The task: All lines from the one with "pub fn store()" onward, through the last line of the records below, are to be retyped word for word.

Top of Material shown

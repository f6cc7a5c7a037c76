//! TriFit tools module
//!
//! Tool implementations behind the MCP server. Each call loads the state
//! tree, applies one update and writes the tree back.

use chrono::{DateTime, Local, NaiveDate, Timelike, Utc};

pub mod dashboard;
pub mod fasting;
pub mod nutrition;
pub mod profile;
pub mod status;
pub mod workouts;

/// The moment a tool call happens, on both clocks the tools need
#[derive(Debug, Clone, Copy, PartialEq)]
pub struct Clock {
    pub now: DateTime<Utc>,
    /// Local calendar day, used for the daily reset
    pub today: NaiveDate,
    /// Local hour of day, used to suggest a meal slot
    pub hour: u32,
}

impl Clock {
    pub fn current() -> Self {
        let local = Local::now();
        Self {
            now: local.with_timezone(&Utc),
            today: local.date_naive(),
            hour: local.hour(),
        }
    }

    /// Fixed clock for tests. The UTC date and hour stand in for local ones.
    #[cfg(test)]
    pub fn at(now: DateTime<Utc>) -> Self {
        Self {
            now,
            today: now.date_naive(),
            hour: now.hour(),
        }
    }
}

#[cfg(test)]
pub(crate) mod test_support {
    use chrono::TimeZone;

    use super::Clock;
    use crate::db::{migrations::run_migrations, Database};
    use crate::store::StateStore;

    pub fn store() -> StateStore {
        let db = Database::open_in_memory().unwrap();
        db.with_conn(run_migrations).unwrap();
        StateStore::new(db)
    }

    pub fn clock(hour: u32, minute: u32) -> Clock {
        Clock::at(chrono::Utc.with_ymd_and_hms(2026, 8, 12, hour, minute, 0).unwrap())
    }
}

Bottom of Material shown

Response to this task:
    pub fn store() -> StateStore {
        let db = Database::open_in_memory().unwrap();
        db.with_conn(run_migrations).unwrap();
        StateStore::new(db)
    }

    pub fn clock(hour: u32, minute: u32) -> Clock {
        Clock::at(chrono::Utc.with_ymd_and_hms(2026, 8, 12, hour, minute, 0).unwrap())
    }
}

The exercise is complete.